Structure Optimization of a Vibration Suppression Device for Underwater Moored Platforms Using CFD and Neural Network

Abstract

We only consider the underwater mooring platform (UMP) and the plate moving in the transverse direction, and the plate can be relative to the UMP free rotation. In the case of constant flow rate (U=1 m/s), the effect of different dimensionless plate length (Lp/D) and damping value (c) on the UMP was studied. We get the sample data point set by computational fluid dynamics (CFD) simulation with changing the dimensionless plate length (Lp/D=0.3, 0.5, 0.75, 1.0, 1.25, 1.5) and damping value (c=50, 75, 100, 125, 175, 250, 300 (N × s/m)).
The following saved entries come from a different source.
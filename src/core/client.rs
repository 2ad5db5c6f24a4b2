use tokio::io::{AsyncRead, AsyncWrite, AsyncWriteExt};
use tokio::net::{TcpStream, ToSocketAddrs};
use tracing::{debug, info};

use crate::core::codec::{read_frame, write_frame};
use crate::utils::enums::{Command, LoginReply};
use crate::utils::errors::{RelayError, Result};

/// Client side of the relay protocol. Each method is one request and, for the queries, its reply.
#[derive(Debug)]
pub struct RelayClient<S = TcpStream> {
    stream: S,
}

impl RelayClient<TcpStream> {
    pub async fn connect<A: ToSocketAddrs>(addr: A) -> Result<Self> {
        let stream = TcpStream::connect(addr).await?;
        info!("Connected to {}", stream.peer_addr()?);
        Ok(Self::new(stream))
    }
}

impl<S> RelayClient<S>
where
    S: AsyncRead + AsyncWrite + Unpin,
{
    pub fn new(stream: S) -> Self {
        Self { stream }
    }

    pub async fn login(&mut self, name: &str) -> Result<LoginReply> {
        write_frame(&mut self.stream, name).await?;
        let reply = read_frame(&mut self.stream).await?;
        reply
            .parse::<LoginReply>()
            .map_err(|_| RelayError::UnexpectedReply(reply))
    }

    async fn request(&mut self, command: Command, args: &[&str]) -> Result<Option<String>> {
        debug!("Sending command {}", command);
        write_frame(&mut self.stream, command.as_wire()).await?;
        for arg in args {
            write_frame(&mut self.stream, arg).await?;
        }
        if command.has_response() {
            Ok(Some(read_frame(&mut self.stream).await?))
        } else {
            Ok(None)
        }
    }

    async fn query(&mut self, command: Command) -> Result<String> {
        Ok(self.request(command, &[]).await?.unwrap_or_default())
    }

    pub async fn known_users(&mut self) -> Result<Vec<String>> {
        Ok(split_lines(&self.query(Command::ListKnown).await?))
    }

    pub async fn connected_users(&mut self) -> Result<Vec<String>> {
        Ok(split_lines(&self.query(Command::ListConnected).await?))
    }

    pub async fn send_to(&mut self, recipient: &str, body: &str) -> Result<()> {
        self.request(Command::SendTo, &[recipient, body]).await?;
        Ok(())
    }

    pub async fn send_connected(&mut self, body: &str) -> Result<()> {
        self.request(Command::SendConnected, &[body]).await?;
        Ok(())
    }

    pub async fn send_all(&mut self, body: &str) -> Result<()> {
        self.request(Command::SendAll, &[body]).await?;
        Ok(())
    }

    /// Drains the mailbox. Returns the raw block, one `sender, time, body` line per message.
    pub async fn fetch_messages(&mut self) -> Result<String> {
        self.query(Command::Fetch).await
    }

    pub async fn exit(mut self) -> Result<()> {
        self.request(Command::Exit, &[]).await?;
        let _ = self.stream.shutdown().await;
        Ok(())
    }

    //Escape hatch for exercising the server with arbitrary frames
    pub async fn send_raw(&mut self, content: &str) -> Result<()> {
        write_frame(&mut self.stream, content).await?;
        Ok(())
    }

    pub async fn recv_raw(&mut self) -> Result<String> {
        Ok(read_frame(&mut self.stream).await?)
    }
}

pub fn split_lines(block: &str) -> Vec<String> {
    block.lines().map(str::to_string).collect()
}
use std::fmt::Display;

use chrono::{DateTime, Local, TimeZone};

//e.g. 4/16/2018,8:05 PM
const TIMESTAMP_FORMAT: &str = "%-m/%-d/%Y,%-I:%M %p";

pub fn format_timestamp<Tz>(time: &DateTime<Tz>) -> String
where
    Tz: TimeZone,
    Tz::Offset: Display,
{
    time.format(TIMESTAMP_FORMAT).to_string()
}

/// Local wall clock time in the relay's log and message format.
pub fn now() -> String {
    format_timestamp(&Local::now())
}
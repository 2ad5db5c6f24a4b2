use std::sync::Arc;
use std::time::Duration;

use tokio::io::{AsyncRead, AsyncWrite, AsyncWriteExt};
use tokio::time::timeout;
use tracing::{debug, info, warn};

use crate::core::codec::{read_frame, write_frame};
use crate::database::models::{Message, UserRecord};
use crate::database::registry::{Registration, Scope, UserRegistry};
use crate::utils::clock;
use crate::utils::config::Config;
use crate::utils::constants::MAX_FRAME_LEN;
use crate::utils::enums::{Command, LoginReply};
use crate::utils::errors::{FrameError, RelayError, Result};
use crate::utils::logger::audit;
use crate::utils::types::ConnId;

#[derive(Debug, Clone, Copy, PartialEq, Eq)]
pub struct SessionLimits {
    pub max_name_len: usize,
    pub max_body_len: usize,
    pub idle_timeout: Option<Duration>,
}

impl From<&Config> for SessionLimits {
    fn from(config: &Config) -> Self {
        Self {
            max_name_len: config.max_name_len,
            max_body_len: config.max_body_len,
            idle_timeout: config.idle_timeout(),
        }
    }
}

impl Default for SessionLimits {
    fn default() -> Self {
        Self::from(&Config::default())
    }
}

#[derive(Debug, Clone, Copy, PartialEq, Eq)]
pub enum SessionState {
    Connecting,
    Authenticating,
    Active,
    Closed,
}

/// One client connection, from the login frame to teardown.
#[derive(Debug)]
pub struct Session<S> {
    stream: S,
    conn: ConnId,
    registry: Arc<UserRegistry>,
    limits: SessionLimits,
    state: SessionState,
    clock: fn() -> String,
}
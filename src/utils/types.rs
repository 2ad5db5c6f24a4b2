use std::fmt;
use std::sync::atomic::{AtomicU64, Ordering};

/// Identifies one live connection. Bound into a user record while that user is logged in.
#[derive(Debug, Clone, Copy, PartialEq, Eq, Hash)]
pub struct ConnId(pub u64);

impl fmt::Display for ConnId {
    fn fmt(&self, f: &mut fmt::Formatter<'_>) -> fmt::Result {
        write!(f, "conn#{}", self.0)
    }
}

#[derive(Debug, Default)]
pub struct ConnIdAllocator {
    next: AtomicU64,
}

impl ConnIdAllocator {
    pub fn new() -> Self {
        Self::default()
    }

    pub fn allocate(&self) -> ConnId {
        ConnId(self.next.fetch_add(1, Ordering::Relaxed))
    }
}
//Wire format
pub const FRAME_HEADER_LEN: usize = 3;
pub const MAX_FRAME_LEN: usize = 999;

//Widest clock::now() output, e.g. 12/31/2026,12:59 PM
pub const MAX_TIMESTAMP_LEN: usize = 19;
//", " twice and the trailing newline of one drained message line
pub const MESSAGE_LINE_OVERHEAD: usize = 5;

//Login replies
pub const LOGIN_OK: &str = "S";
pub const LOGIN_REJECTED: &str = "E";

//Registry policy
pub const DEFAULT_MAX_USERS: usize = 100;
pub const DEFAULT_MAILBOX_CAPACITY: usize = 10;
pub const DEFAULT_MAX_NAME_LEN: usize = 79;
pub const DEFAULT_MAX_BODY_LEN: usize = 79;

//Listener
pub const DEFAULT_BIND: &str = "0.0.0.0";
pub const DEFAULT_PORT: u16 = 7878;

//Time in seconds
pub const DEFAULT_IDLE_TIMEOUT: u64 = 300;

//Logging
pub const DEFAULT_LOG_FILTER: &str = "pigeonhole=info";
pub const LOG_FILE_PREFIX: &str = "pigeonhole.log";
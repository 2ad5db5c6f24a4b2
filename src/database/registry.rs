use std::sync::Arc;

use tokio::sync::Mutex;
use tracing::{debug, info};

use crate::database::models::{Message, UserRecord};
use crate::utils::config::Config;
use crate::utils::enums::UserStatus;
use crate::utils::errors::{RelayError, Result};
use crate::utils::types::ConnId;

#[derive(Debug, Clone)]
pub enum Registration {
    Created(Arc<UserRecord>),
    Existing(Arc<UserRecord>),
}

impl Registration {
    pub fn record(&self) -> &Arc<UserRecord> {
        match self {
            Registration::Created(r) | Registration::Existing(r) => r,
        }
    }

    pub fn is_new(&self) -> bool {
        matches!(self, Registration::Created(_))
    }
}

#[derive(Debug, Clone, Copy, PartialEq, Eq)]
pub enum Scope {
    Connected,
    Everyone,
}

#[derive(Debug, Default, Clone, Copy, PartialEq, Eq)]
pub struct Delivery {
    pub delivered: usize,
    pub dropped: usize,
}

/// Every user the relay has ever seen, in first-seen order.
///
/// Two lock levels: the registry lock covers the record list (lookups, appends, counting), each
/// record's own lock covers its binding and mailbox. Callers take the registry lock, pull out what
/// they need and release it before touching any record.
#[derive(Debug)]
pub struct UserRegistry {
    records: Mutex<Vec<Arc<UserRecord>>>,
    capacity: usize,
    mailbox_capacity: usize,
}

impl UserRegistry {
    pub fn new(capacity: usize, mailbox_capacity: usize) -> Self {
        Self {
            records: Mutex::new(Vec::with_capacity(capacity)),
            capacity,
            mailbox_capacity,
        }
    }

    pub fn from_config(config: &Config) -> Self {
        Self::new(config.max_users, config.mailbox_capacity)
    }

    pub fn capacity(&self) -> usize {
        self.capacity
    }

    fn position(records: &[Arc<UserRecord>], name: &str) -> Option<usize> {
        records.iter().position(|r| r.name() == name)
    }

    pub async fn find_by_name(&self, name: &str) -> Option<usize> {
        let records = self.records.lock().await;
        Self::position(&records, name)
    }

    pub async fn get(&self, index: usize) -> Option<Arc<UserRecord>> {
        let records = self.records.lock().await;
        records.get(index).cloned()
    }

    //Lookup and append happen under one hold of the registry lock, so two connections racing on
    //the same new name end up with one record. An existing record is returned untouched: `active`
    //only applies to a record created here.
    pub async fn register_if_absent(
        &self,
        name: &str,
        active: Option<ConnId>,
    ) -> Result<Registration> {
        let mut records = self.records.lock().await;
        if let Some(index) = Self::position(&records, name) {
            return Ok(Registration::Existing(Arc::clone(&records[index])));
        }
        if records.len() >= self.capacity {
            return Err(RelayError::RegistryFull {
                capacity: self.capacity,
            });
        }
        let record = Arc::new(UserRecord::new(name, active, self.mailbox_capacity));
        records.push(Arc::clone(&record));
        info!("Registered user {} at slot {}", name, records.len() - 1);
        Ok(Registration::Created(record))
    }

    pub async fn snapshot_count(&self) -> usize {
        self.records.lock().await.len()
    }

    /// Records registered at the moment of the call. Late joiners are not included.
    pub async fn snapshot_records(&self) -> Vec<Arc<UserRecord>> {
        self.records.lock().await.clone()
    }

    pub async fn snapshot(&self) -> Vec<(String, UserStatus)> {
        let records = self.snapshot_records().await;
        let mut users = Vec::with_capacity(records.len());
        for record in records {
            let status = record.lock().await.status();
            users.push((record.name().to_string(), status));
        }
        users
    }

    pub async fn known_names(&self) -> Vec<String> {
        self.snapshot().await.into_iter().map(|(name, _)| name).collect()
    }

    pub async fn connected_names(&self) -> Vec<String> {
        self.snapshot()
            .await
            .into_iter()
            .filter(|(_, status)| *status == UserStatus::Online)
            .map(|(name, _)| name)
            .collect()
    }

    /// Looks up a recipient, registering it offline if it has never been seen.
    pub async fn resolve_recipient(&self, name: &str) -> Result<Arc<UserRecord>> {
        let registration = self.register_if_absent(name, None).await?;
        Ok(Arc::clone(registration.record()))
    }

    pub async fn deliver(record: &UserRecord, message: Message) -> bool {
        let mut state = record.lock().await;
        let stored = state.mailbox.push(message);
        if !stored {
            debug!("Mailbox of {} is full, message dropped", record.name());
        }
        stored
    }

    //One record lock at a time, concurrent broadcasts may interleave per recipient
    pub async fn broadcast(&self, message: &Message, scope: Scope) -> Delivery {
        let mut delivery = Delivery::default();
        for record in self.snapshot_records().await {
            let mut state = record.lock().await;
            if scope == Scope::Connected && state.active.is_none() {
                continue;
            }
            if state.mailbox.push(message.clone()) {
                delivery.delivered += 1;
            } else {
                debug!("Mailbox of {} is full, message dropped", record.name());
                delivery.dropped += 1;
            }
        }
        delivery
    }
}

#[cfg(test)]
mod tests {
    use super::*;

    #[tokio::test]
    async fn registration_is_insertion_ordered() {
        let registry = UserRegistry::new(100, 10);
        for name in ["Alice", "Bob", "Carol"] {
            let reg = registry.register_if_absent(name, None).await.unwrap();
            assert!(reg.is_new());
        }
        assert_eq!(registry.find_by_name("Bob").await, Some(1));
        assert_eq!(registry.find_by_name("Dave").await, None);
        assert_eq!(registry.known_names().await, vec!["Alice", "Bob", "Carol"]);
        assert_eq!(registry.get(2).await.unwrap().name(), "Carol");
    }

    #[tokio::test]
    async fn existing_record_is_not_rebound() {
        let registry = UserRegistry::new(100, 10);
        registry.register_if_absent("Alice", Some(ConnId(1))).await.unwrap();
        let again = registry.register_if_absent("Alice", Some(ConnId(2))).await.unwrap();
        assert!(!again.is_new());
        assert_eq!(again.record().lock().await.active, Some(ConnId(1)));
        assert_eq!(registry.snapshot_count().await, 1);
    }

    #[tokio::test]
    async fn full_registry_rejects_new_names_only() {
        let registry = UserRegistry::new(2, 10);
        registry.register_if_absent("a", None).await.unwrap();
        registry.register_if_absent("b", None).await.unwrap();
        assert!(matches!(
            registry.register_if_absent("c", None).await,
            Err(RelayError::RegistryFull { capacity: 2 })
        ));
        assert!(registry.resolve_recipient("a").await.is_ok());
        assert_eq!(registry.snapshot_count().await, 2);
    }

    #[tokio::test]
    async fn broadcast_scopes() {
        let registry = UserRegistry::new(100, 10);
        registry.register_if_absent("online", Some(ConnId(7))).await.unwrap();
        registry.register_if_absent("offline", None).await.unwrap();
        assert_eq!(registry.connected_names().await, vec!["online"]);

        let message = Message::new("x", "t", "hello");
        let d = registry.broadcast(&message, Scope::Connected).await;
        assert_eq!(d, Delivery { delivered: 1, dropped: 0 });
        let d = registry.broadcast(&message, Scope::Everyone).await;
        assert_eq!(d.delivered, 2);

        let online = registry.get(0).await.unwrap();
        let offline = registry.get(1).await.unwrap();
        assert_eq!(online.lock().await.mailbox.len(), 2);
        assert_eq!(offline.lock().await.mailbox.len(), 1);
    }

    #[tokio::test]
    async fn concurrent_registration_of_one_name() {
        let registry = Arc::new(UserRegistry::new(100, 10));
        let mut handles = Vec::new();
        for i in 0..16 {
            let registry = Arc::clone(&registry);
            handles.push(tokio::spawn(async move {
                registry
                    .register_if_absent("same", Some(ConnId(i)))
                    .await
                    .unwrap()
                    .is_new()
            }));
        }
        let mut created = 0;
        for handle in handles {
            if handle.await.unwrap() {
                created += 1;
            }
        }
        assert_eq!(created, 1);
        assert_eq!(registry.snapshot_count().await, 1);
    }
}
use std::future::Future;
use std::net::SocketAddr;
use std::sync::Arc;

use tokio::net::TcpListener;
use tokio::time::{sleep, Duration};
use tokio_stream::wrappers::TcpListenerStream;
use tokio_stream::StreamExt;
use tracing::{debug, error, info, warn};

use crate::core::session::{Session, SessionLimits};
use crate::database::registry::UserRegistry;
use crate::utils::config::Config;
use crate::utils::errors::{RelayError, Result};
use crate::utils::types::ConnIdAllocator;

//Pause after a failed accept so fd exhaustion doesn't spin the loop
const ACCEPT_BACKOFF: Duration = Duration::from_millis(100);

#[derive(Debug)]
pub struct Server {
    listener: TcpListener,
    registry: Arc<UserRegistry>,
    limits: SessionLimits,
    ids: ConnIdAllocator,
}

impl Server {
    pub async fn bind(config: &Config) -> Result<Self> {
        config.validate()?;
        let listener = TcpListener::bind(config.listen_addr()?).await?;
        Ok(Self::from_listener(listener, config))
    }

    pub fn from_listener(listener: TcpListener, config: &Config) -> Self {
        Self {
            listener,
            registry: Arc::new(UserRegistry::from_config(config)),
            limits: SessionLimits::from(config),
            ids: ConnIdAllocator::new(),
        }
    }

    pub fn local_addr(&self) -> Result<SocketAddr> {
        Ok(self.listener.local_addr()?)
    }

    pub fn registry(&self) -> Arc<UserRegistry> {
        Arc::clone(&self.registry)
    }

    pub async fn run(self) -> Result<()> {
        self.run_until(std::future::pending()).await
    }

    /// Accepts connections until `shutdown` resolves. Sessions already running are left to finish
    /// on their own.
    pub async fn run_until<F>(self, shutdown: F) -> Result<()>
    where
        F: Future<Output = ()>,
    {
        let Server {
            listener,
            registry,
            limits,
            ids,
        } = self;
        info!("Server is running on {}", listener.local_addr()?);

        let mut incoming = TcpListenerStream::new(listener);
        tokio::pin!(shutdown);

        loop {
            tokio::select! {
                _ = &mut shutdown => {
                    info!("Shutting down...");
                    break;
                }
                next = incoming.next() => match next {
                    Some(Ok(stream)) => {
                        let conn = ids.allocate();
                        match stream.peer_addr() {
                            Ok(peer) => debug!("Accepted {} from {}", conn, peer),
                            Err(_) => debug!("Accepted {}", conn),
                        }
                        let _ = stream.set_nodelay(true);
                        let session = Session::new(stream, conn, Arc::clone(&registry), limits);
                        tokio::spawn(async move {
                            match session.run().await {
                                Ok(()) => debug!("{} closed", conn),
                                Err(RelayError::Frame(e)) if e.is_disconnect() => {
                                    debug!("{} hung up: {}", conn, e)
                                }
                                Err(e) => warn!("{} closed: {}", conn, e),
                            }
                        });
                    }
                    Some(Err(e)) => {
                        error!("Error on accept call: {}", e);
                        sleep(ACCEPT_BACKOFF).await;
                    }
                    None => break,
                },
            }
        }
        Ok(())
    }
}
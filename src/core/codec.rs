//! Length prefixed frames: three ascii bytes holding the content length, right aligned and padded
//! with spaces, followed by exactly that many content bytes. There is no terminator on the wire.

use tokio::io::{AsyncRead, AsyncReadExt, AsyncWrite, AsyncWriteExt};
use tracing::trace;

use crate::utils::constants::{FRAME_HEADER_LEN, MAX_FRAME_LEN};
use crate::utils::errors::FrameError;

pub fn encode_frame(content: &str) -> Result<Vec<u8>, FrameError> {
    let len = content.len();
    if len > MAX_FRAME_LEN {
        return Err(FrameError::FrameTooLarge { len });
    }
    let mut buf = Vec::with_capacity(FRAME_HEADER_LEN + len);
    buf.extend_from_slice(format!("{:>3}", len).as_bytes());
    buf.extend_from_slice(content.as_bytes());
    Ok(buf)
}

pub fn decode_header(header: &[u8; FRAME_HEADER_LEN]) -> Result<usize, FrameError> {
    let text = std::str::from_utf8(header)
        .map_err(|_| FrameError::Protocol(format!("non ascii length header {:?}", header)))?;
    let digits = text.trim_start_matches(' ');
    if digits.is_empty() || !digits.bytes().all(|b| b.is_ascii_digit()) {
        return Err(FrameError::Protocol(format!(
            "malformed length header {:?}",
            text
        )));
    }
    digits
        .parse()
        .map_err(|_| FrameError::Protocol(format!("malformed length header {:?}", text)))
}

/// Writes one frame and flushes it. The whole frame goes out in a single `write_all`.
pub async fn write_frame<W>(stream: &mut W, content: &str) -> Result<(), FrameError>
where
    W: AsyncWrite + Unpin,
{
    let bytes = encode_frame(content)?;
    stream.write_all(&bytes).await?;
    stream.flush().await?;
    trace!("wrote frame of {} bytes", content.len());
    Ok(())
}

/// Reads exactly one frame. End of stream anywhere inside the frame, header included, is
/// `ConnectionClosed`.
pub async fn read_frame<R>(stream: &mut R) -> Result<String, FrameError>
where
    R: AsyncRead + Unpin,
{
    let mut header = [0u8; FRAME_HEADER_LEN];
    stream.read_exact(&mut header).await?;
    let len = decode_header(&header)?;

    let mut body = vec![0u8; len];
    stream.read_exact(&mut body).await?;
    trace!("read frame of {} bytes", len);

    String::from_utf8(body).map_err(|_| FrameError::Protocol("frame is not valid utf-8".into()))
}
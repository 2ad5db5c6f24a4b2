use std::collections::VecDeque;

use crate::database::models::Message;

/// Bounded FIFO of pending messages. Once full, new messages are dropped until the owner drains.
#[derive(Debug)]
pub struct Mailbox {
    messages: VecDeque<Message>,
    capacity: usize,
}

impl Mailbox {
    pub fn new(capacity: usize) -> Self {
        Self {
            messages: VecDeque::with_capacity(capacity),
            capacity,
        }
    }

    pub fn len(&self) -> usize {
        self.messages.len()
    }

    pub fn is_empty(&self) -> bool {
        self.messages.is_empty()
    }

    pub fn is_full(&self) -> bool {
        self.messages.len() >= self.capacity
    }

    /// Returns false when the message was dropped.
    pub fn push(&mut self, message: Message) -> bool {
        if self.is_full() {
            return false;
        }
        self.messages.push_back(message);
        true
    }

    pub fn drain(&mut self) -> Vec<Message> {
        self.messages.drain(..).collect()
    }

    //Takes the oldest messages whose rendered lines ("<message>\n") fit in `limit` bytes. Anything
    //left over stays queued in order.
    pub fn drain_within(&mut self, limit: usize) -> Vec<Message> {
        let mut used = 0;
        let mut take = 0;
        for message in &self.messages {
            let line = message.to_string().len() + 1;
            if used + line > limit {
                break;
            }
            used += line;
            take += 1;
        }
        self.messages.drain(..take).collect()
    }
}
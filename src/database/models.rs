use tokio::sync::{Mutex, MutexGuard};

use crate::database::mailbox::Mailbox;
use crate::utils::enums::UserStatus;
use crate::utils::types::ConnId;

#[derive(Debug, PartialEq, Eq, Clone)]
pub struct Message {
    pub sender: String,
    pub timestamp: String,
    pub body: String,
}

impl Message {
    pub fn new(sender: &str, timestamp: &str, body: &str) -> Self {
        Self {
            sender: sender.to_string(),
            timestamp: timestamp.to_string(),
            body: body.to_string(),
        }
    }
}

impl std::fmt::Display for Message {
    fn fmt(&self, f: &mut std::fmt::Formatter<'_>) -> std::fmt::Result {
        write!(f, "{}, {}, {}", self.sender, self.timestamp, self.body)
    }
}

//Mutable half of a record, only reachable through the record's own lock
#[derive(Debug)]
pub struct RecordState {
    pub active: Option<ConnId>,
    pub mailbox: Mailbox,
}

impl RecordState {
    pub fn status(&self) -> UserStatus {
        match self.active {
            Some(_) => UserStatus::Online,
            None => UserStatus::Offline,
        }
    }

    /// Binds `conn` if nobody holds the record. Returns false and leaves the record alone
    /// otherwise.
    pub fn bind(&mut self, conn: ConnId) -> bool {
        match self.active {
            None => {
                self.active = Some(conn);
                true
            }
            Some(_) => false,
        }
    }

    /// Clears the binding, but only if `conn` is the one holding it.
    pub fn release(&mut self, conn: ConnId) -> bool {
        if self.active == Some(conn) {
            self.active = None;
            true
        } else {
            false
        }
    }
}

#[derive(Debug)]
pub struct UserRecord {
    name: String,
    state: Mutex<RecordState>,
}

impl UserRecord {
    pub fn new(name: &str, active: Option<ConnId>, mailbox_capacity: usize) -> Self {
        Self {
            name: name.to_string(),
            state: Mutex::new(RecordState {
                active,
                mailbox: Mailbox::new(mailbox_capacity),
            }),
        }
    }

    pub fn name(&self) -> &str {
        &self.name
    }

    pub async fn lock(&self) -> MutexGuard<'_, RecordState> {
        self.state.lock().await
    }
}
The optimal value of the vibration suppression rate is obtained by backpropagation (BP) neural network and genetic algorithm. The optimal vibration suppression rate is Py=0.9878 and the corresponding variable value is Lp/D=1.0342, c=57.9631 (N × s/m). In order to verify the accuracy of the optimization, we perform the CFD numerical simulation with the optimized parameters and compare the theoretical optimization results with the CFD simulation result. The absolute error between CFD simulation and optimal Py is only 0.0037. Finally, we compare the results of CFD simulation based on optimal parameter with the bare UMP and analyze their dimensionless amplitude, wake structure, and lift coefficient. It is shown that BP neural network and generic algorithm are effective.